Je viens d’ouvrir ma première boutique physique à Liège en Belgique. Il s’agit d’une boutique éphémère, ouverte jusqu’au 31 décembre. J’adore pouvoir rencontrer et échanger directement avec les gens, leur parler de mon projet et leur faire découvrir 1926. Parallèlement, je jongle avec quelques allers-retours à Paris et des créations dans mon arrière boutique, lors de moments plus calme.

Aurais-tu de bonnes adresses à nous partager (en Belgique, en France, en Californie…) ?

A Liège, on a un super espace pour se balader et avoir une jolie vue sur la ville. Il s’agit de la Montagne de Bueren, dans le centre historique. Mais, comme à San Francisco, il faut être prêt à grimper les marches pour mériter la vue !

Quand j’habitais Bruxelles, j’aimais beaucoup le quartier près des Halles et de Saint-Géry, la place du Vieux Marché aux Grains. Beaucoup de bars, de cafés et de chouettes boutiques.

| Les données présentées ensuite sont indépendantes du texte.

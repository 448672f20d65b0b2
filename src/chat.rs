//! The per-question pipeline: gate, news context, prompt, completion.

use std::sync::Arc;
use std::time::Instant;

use futures::future::join_all;
use serde::Serialize;
use tracing::{info, warn};

use crate::config::Config;
use crate::error::{AppError, Result};
use crate::llm::{build_providers, LlmProvider, ProviderKind};
use crate::news::resolver::NewsContextResolver;
use crate::news::NewsItem;
use crate::prompt::{compose, TemplateKind};
use crate::topic::{TopicGate, REFUSAL_MESSAGE};

#[derive(Debug, Clone, Serialize)]
#[serde(rename_all = "camelCase")]
pub struct ChatReply {
    pub response: String,
    pub news_context: Vec<NewsItem>,
}

/// One provider's slot in a side-by-side comparison.
#[derive(Debug, Clone, Serialize)]
pub struct ProviderOutcome {
    pub provider: ProviderKind,
    #[serde(flatten)]
    pub result: OutcomeResult,
    /// What the slot's panel shows.
    pub text: String,
}

#[derive(Debug, Clone, PartialEq, Eq, Serialize)]
#[serde(rename_all = "lowercase")]
pub enum OutcomeResult {
    Response(String),
    Error(String),
}

impl OutcomeResult {
    /// The answer, or `Error: <message>`.
    pub fn display_text(&self) -> String {
        match self {
            OutcomeResult::Response(text) => text.clone(),
            OutcomeResult::Error(message) => format!("Error: {}", message),
        }
    }
}

impl ProviderOutcome {
    pub fn new(provider: ProviderKind, result: OutcomeResult) -> Self {
        let text = result.display_text();
        ProviderOutcome { provider, result, text }
    }
}

#[derive(Debug, Clone, Serialize)]
#[serde(rename_all = "camelCase")]
pub struct Comparison {
    pub responses: Vec<ProviderOutcome>,
    pub news_context: Vec<NewsItem>,
}

pub struct ChatService {
    gate: Option<TopicGate>,
    resolver: NewsContextResolver,
    template: TemplateKind,
    providers: Vec<Arc<dyn LlmProvider>>,
}

impl ChatService {
    pub fn new(
        gate: Option<TopicGate>,
        resolver: NewsContextResolver,
        template: TemplateKind,
        providers: Vec<Arc<dyn LlmProvider>>,
    ) -> Self {
        ChatService {
            gate,
            resolver,
            template,
            providers,
        }
    }

    pub fn from_config(config: &Config) -> Self {
        let gate = config.topic_gate.then(TopicGate::new);
        Self::new(
            gate,
            NewsContextResolver::from_config(&config.news),
            config.template,
            build_providers(&config.providers),
        )
    }

    pub fn resolver(&self) -> &NewsContextResolver {
        &self.resolver
    }

    fn provider(&self, kind: ProviderKind) -> Result<&Arc<dyn LlmProvider>> {
        self.providers
            .iter()
            .find(|p| p.kind() == kind)
            .ok_or_else(|| AppError::UnknownProvider(kind.slug().to_string()))
    }

    fn out_of_scope(&self, message: &str) -> bool {
        self.gate.as_ref().is_some_and(|gate| !gate.is_in_scope(message))
    }

    /// Answers `message` with a single provider.
    pub async fn answer(&self, kind: ProviderKind, message: &str) -> Result<ChatReply> {
        let message = validate(message)?;
        let provider = self.provider(kind)?;
        if !provider.configured() {
            return Err(kind.not_configured());
        }

        if self.out_of_scope(message) {
            info!(provider = %kind, "question rejected by topic gate");
            return Ok(refusal());
        }

        let context = self.resolver.resolve(message).await;
        let prompt = compose(message, &context, self.template);

        let started = Instant::now();
        let response = provider.complete(&prompt.text).await.map_err(|err| {
            warn!(provider = %kind, error = %err, "completion failed");
            AppError::LlmError(format!("Failed to get response from {}", kind.product()))
        })?;
        info!(provider = %kind, elapsed = ?started.elapsed(), "completion finished");

        Ok(ChatReply {
            response,
            news_context: context.into_items(),
        })
    }

    /// Asks every provider at once. News is resolved a single time and each
    /// provider's failure stays in its own slot.
    pub async fn compare(&self, message: &str) -> Result<Comparison> {
        let message = validate(message)?;

        if self.out_of_scope(message) {
            info!("question rejected by topic gate");
            let responses = self
                .providers
                .iter()
                .map(|p| ProviderOutcome::new(p.kind(), OutcomeResult::Response(REFUSAL_MESSAGE.to_string())))
                .collect();
            return Ok(Comparison {
                responses,
                news_context: Vec::new(),
            });
        }

        let context = self.resolver.resolve(message).await;
        let prompt = compose(message, &context, self.template);

        let calls = self.providers.iter().map(|provider| {
            let prompt = &prompt.text;
            async move {
                let kind = provider.kind();
                if !provider.configured() {
                    return ProviderOutcome::new(
                        kind,
                        OutcomeResult::Error(kind.not_configured().message().to_string()),
                    );
                }

                let started = Instant::now();
                let result = match provider.complete(prompt).await {
                    Ok(text) => OutcomeResult::Response(text),
                    Err(err) => {
                        warn!(provider = %kind, error = %err, "completion failed");
                        OutcomeResult::Error(err.message().to_string())
                    }
                };
                info!(provider = %kind, elapsed = ?started.elapsed(), "completion finished");
                ProviderOutcome::new(kind, result)
            }
        });
        let responses = join_all(calls).await;

        Ok(Comparison {
            responses,
            news_context: context.into_items(),
        })
    }
}

fn validate(message: &str) -> Result<&str> {
    if message.trim().is_empty() {
        return Err(AppError::BadRequest("Message is required".to_string()));
    }
    Ok(message)
}

fn refusal() -> ChatReply {
    ChatReply {
        response: REFUSAL_MESSAGE.to_string(),
        news_context: Vec::new(),
    }
}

Et à San Francisco, coup de coeur pour le café Jane on Larkin, où je me suis retrouvée pour petit-déjeuner le premier jour et dans lequel je retourne souvent.

Un grand merci à Valérie, qui a accepté de répondre à mes questions ! J’espère que son histoire vous a plu et que vous en savez désormais plus sur ses jolies créations. Je vous invite à aller découvrir son eshop et sa boutique située au 20 rue de la Sirène si vous habitez ou visitez Liège prochainement. A très vite !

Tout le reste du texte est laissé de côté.